Thursday, January 16, 2025

Music In Times Of Strife - A Note To Musicians



Rather than viewing collapse as mere destruction,  embrace it as a generative force where brokenness is understood as a condition to embody and negotiate, rejecting the logic of repair.


This concept extends to the idea of dismantling the dominant systems that shapes our understanding of our existence, those oppressive structures that appear social, political, and environmental—developed out of Western thought.


This method of “re-worlding” therefore suggests an undoing of the existing world order of notes and melodies of melancholy, creating aural space for new possibilities that emerge from the collapse of these orchestrated systems.


From this state of improvised brokenness found in the chaotic aftermath will emerge a kinship found in wastelands of maternal wails. 


And through these new connections — both human and non-human as in robot sibilances that haunt dreams — in light and shadow, in forests and in depths of oceans. - our metaphors will embrace their demons.


Write notes in the translation of errors emotional exchanges between cultures, souls and wrapped in their losses and recurring methods of deprivation.
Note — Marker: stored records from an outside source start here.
//! ABCD and TRUE_FALSE (spec.md §4.5): one handler serves both protocols
//! since TRUE_FALSE is just an ABCD question loaded with two options.

use engine_core::clock::now_ms;
use engine_core::traits::TypeHandler;
use protocol::outbound::{AllAnswersReceived, AnswerCorrectness, AnswerSubmitted, ErrorPayload};
use protocol::tunables::POINTS_FOR_CORRECT_ANSWER;
use protocol::{InboundEvent, OutboundEvent};
use serde_json::json;

use crate::question::{ChoiceQuestion, QuestionKind};
use crate::scoring::speed_bonus;
use crate::session::Session;
use crate::timers;
use crate::Command;

pub struct AbcdHandler;

fn choice_question(session: &mut Session) -> Option<&mut ChoiceQuestion> {
    match &mut session.current_question_mut()?.kind {
        QuestionKind::Abcd(q) | QuestionKind::TrueFalse(q) => Some(q),
        _ => None,
    }
}

fn error(player_name: &str, message: &str) -> Vec<Command> {
    vec![Command::emit_player(
        player_name,
        OutboundEvent::Error(ErrorPayload { error: message.to_string() }),
    )]
}

impl TypeHandler<Session, InboundEvent, OutboundEvent> for AbcdHandler {
    fn initialize(&self, session: &mut Session) -> Vec<Command> {
        let Some(question) = session.current_question() else {
            return Vec::new();
        };
        vec![Command::ArmTimer {
            id: timers::PRIMARY,
            delay_ms: question.length_ms(),
        }]
    }

    fn on_event(&self, session: &mut Session, event: InboundEvent) -> Vec<Command> {
        let InboundEvent::SubmitAnswer { player_name, answer, answer_time } = event else {
            return Vec::new();
        };
        if !session.has_player(&player_name) {
            return error(&player_name, "unknown player");
        }
        let start_ms = session.question_start_ms.unwrap_or_else(now_ms);
        let length_ms = session.current_question().map(|q| q.length_ms()).unwrap_or(0);
        let is_team_mode = session.is_team_mode;
        let team = session.team_of(&player_name);
        let answer_key = if is_team_mode {
            team.map(|t| t.to_string()).unwrap_or(player_name.clone())
        } else {
            player_name.clone()
        };

        let Some(q) = choice_question(session) else {
            return error(&player_name, "no active choice question");
        };
        if q.answered.contains(&answer_key) {
            return error(&player_name, "already answered");
        }
        if answer >= q.options.len() {
            return error(&player_name, "invalid option index");
        }

        q.answered.insert(answer_key);
        q.answers_received += 1;
        if let Some(slot) = q.answer_counts.get_mut(answer) {
            *slot += 1;
        }
        let is_correct = answer == q.answer;
        let answers_received = q.answers_received;
        let mut counts = [0u32; 4];
        for (i, c) in q.answer_counts.iter().enumerate().take(4) {
            counts[i] = *c;
        }
        let already_completed = q.completed;
        let answered_snapshot = q.answered.clone();
        let completed = !already_completed && super::all_players_answered(session, &answered_snapshot);

        let elapsed = (answer_time - start_ms).max(0) as u64;
        let points = if is_correct { speed_bonus(POINTS_FOR_CORRECT_ANSWER, elapsed, length_ms) } else { 0 };
        session.award(&player_name, points);
        let total_points = match team {
            Some(team) if is_team_mode => session.team_scores.get(team),
            _ => session.players.get(&player_name).map(|p| p.score).unwrap_or(0),
        };

        // spec.md §4.5: in team mode every member of the scoring team is
        // notified together (and thereby blocked from a redundant submit);
        // free-for-all notifies only the submitter.
        let correctness_target = match team {
            Some(team) if is_team_mode => protocol::RoomTarget::Team(team),
            _ => protocol::RoomTarget::Player(player_name.clone()),
        };

        let mut commands = vec![
            Command::emit_all(OutboundEvent::AnswerSubmitted(AnswerSubmitted {
                answers_received,
                answer_counts: counts,
            })),
            Command::emit(
                correctness_target,
                OutboundEvent::AnswerCorrectness(AnswerCorrectness {
                    correct: is_correct,
                    points_earned: points,
                    total_points,
                    is_team_score: is_team_mode,
                }),
            ),
        ];

        if completed {
            if let Some(q) = choice_question(session) {
                q.completed = true;
            }
            // Every player already answered; fast-forward the primary timer
            // to zero instead of duplicating the results summary here — it
            // runs through the same `on_time_up` path a natural timeout
            // would take.
            commands.push(Command::emit_all(OutboundEvent::FastForwardTimer(
                protocol::outbound::FastForwardTimer { remaining_ms: 0 },
            )));
            commands.push(Command::ArmTimer { id: timers::PRIMARY, delay_ms: 0 });
        }
        commands
    }

    fn on_time_up(&self, session: &mut Session, timer_id: engine_core::clock::TimerId) -> Vec<Command> {
        if timer_id != timers::PRIMARY {
            return Vec::new();
        }
        let correct_answer = session
            .current_question()
            .and_then(|q| match &q.kind {
                QuestionKind::Abcd(c) | QuestionKind::TrueFalse(c) => Some(c.answer),
                _ => None,
            })
            .unwrap_or(0);
        let counts = session
            .current_question()
            .and_then(|q| match &q.kind {
                QuestionKind::Abcd(c) | QuestionKind::TrueFalse(c) => Some(c.answer_counts.clone()),
                _ => None,
            })
            .unwrap_or_default();
        let mut fixed = [0u32; 4];
        for (i, c) in counts.iter().enumerate().take(4) {
            fixed[i] = *c;
        }

        let scores = json!(session.players.iter().map(|(n, p)| (n.clone(), p.score)).collect::<std::collections::HashMap<_, _>>());
        vec![
            Command::emit_all(OutboundEvent::AllAnswersReceived(AllAnswersReceived {
                scores,
                correct_answer: json!(correct_answer),
                answer_counts: Some(fixed),
                show_question_preview_at: now_ms() + 1,
                show_buttons_at: now_ms() + 1,
                extra: Default::default(),
            })),
            Command::AdvanceQuestion,
        ]
    }
}

#[cfg(test)]
mod tests {
    use super::*;
    use crate::question::{ChoiceQuestion, Question};

    fn session_with_choice_question(options: usize, answer: usize, length_seconds: u32) -> Session {
        let mut session = Session::new();
        session.add_player("alice".into());
        session.add_player("bob".into());
        session.questions.push(Question {
            length_seconds,
            category: "general".into(),
            kind: QuestionKind::Abcd(ChoiceQuestion {
                options: (0..options).map(|i| i.to_string()).collect(),
                answer,
                answer_counts: vec![0; options],
                ..Default::default()
            }),
        });
        session.current_index = Some(0);
        session.question_start_ms = Some(now_ms());
        session
    }

    #[test]
    fn correct_answer_awards_points() {
        let mut session = session_with_choice_question(4, 1, 10);
        let handler = AbcdHandler;
        let answer_time = session.question_start_ms.unwrap();
        handler.on_event(
            &mut session,
            InboundEvent::SubmitAnswer { player_name: "alice".into(), answer: 1, answer_time },
        );
        assert!(session.players["alice"].score > 0);
    }

    #[test]
    fn duplicate_submission_is_rejected() {
        let mut session = session_with_choice_question(4, 1, 10);
        let handler = AbcdHandler;
        let start = session.question_start_ms.unwrap();
        handler.on_event(&mut session, InboundEvent::SubmitAnswer { player_name: "alice".into(), answer: 1, answer_time: start });
        let score_after_first = session.players["alice"].score;
        handler.on_event(&mut session, InboundEvent::SubmitAnswer { player_name: "alice".into(), answer: 1, answer_time: start });
        assert_eq!(session.players["alice"].score, score_after_first);
    }

    #[test]
    fn wrong_answer_awards_nothing() {
        let mut session = session_with_choice_question(4, 1, 10);
        let handler = AbcdHandler;
        let start = session.question_start_ms.unwrap();
        handler.on_event(&mut session, InboundEvent::SubmitAnswer { player_name: "alice".into(), answer: 0, answer_time: start });
        assert_eq!(session.players["alice"].score, 0);
    }

    #[test]
    fn last_player_answering_marks_the_question_complete() {
        let mut session = session_with_choice_question(4, 1, 10);
        let handler = AbcdHandler;
        let start = session.question_start_ms.unwrap();
        handler.on_event(&mut session, InboundEvent::SubmitAnswer { player_name: "alice".into(), answer: 1, answer_time: start });
        handler.on_event(&mut session, InboundEvent::SubmitAnswer { player_name: "bob".into(), answer: 0, answer_time: start });
        match &session.current_question().unwrap().kind {
            QuestionKind::Abcd(c) => assert!(c.completed),
            _ => unreachable!(),
        }
    }
}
Rhythmatize freedom that arises from the disarticulation of simple images of poverty in a climate of impunity and make beauty seem like transition and upheaval waltzing hand in hand. 


***


Your melodies aught be not orchestrated by state and societal forces, but rather by reimagines of a new poetics of resistance and littered with narratives of mobility, impermanence and acts of resilience in adversities.


But can music be composed that juxtaposes multiple temporalities pertaining to Africa’s diverse history, mythology, and ecosystems related to biological evolution and eminent extinction?


As musics of each land are independent corpuses of knowledge about the envisioned future, from pasts that unfold horrible memories they linger as scores narrated through blistered lips.


Can Africa’s songs be generated through sequences of informal instigations and responses to destruction,  traumatised jubilations that become a metaphor for inherited gestures and wounds?


Are there sonic remnants and souvenirs after any destruction such as sounds of fighter jets and explosions of shells in homesteads that can be decoded and recoded into a collage of real and fantasized history?


Believing that music is not meant to atone or repent the broken and damaged, it still has the capacity to interrogate, trigger and root memories. So, can musicality induced in the cacophonies of horror become a soothing balm to scars in minds and souls of the dispossessed?


And can music made against a background of incomprehensible ruin and killing in warzones like Gaza and elsewhere be considered therapeutic of lived traumas?


***


What song can translate our leaders’ tyrannous genes, those who could watch hundred of young men perish trapped in cramping mineshaft, wantonly disregarding life for favour of profiteers?


Whispering to souls frightened by jubilation, could this music be mournful and painterly, rousing wounds to song and bleeding over again, in the midst of relief and momentary rescue?


In light of imposed silences that convey concealed voices of poets incarcerated by their demons, may your chorus be filled with uncomfortable hymns that triumph over bellicose slander of paddlers of power.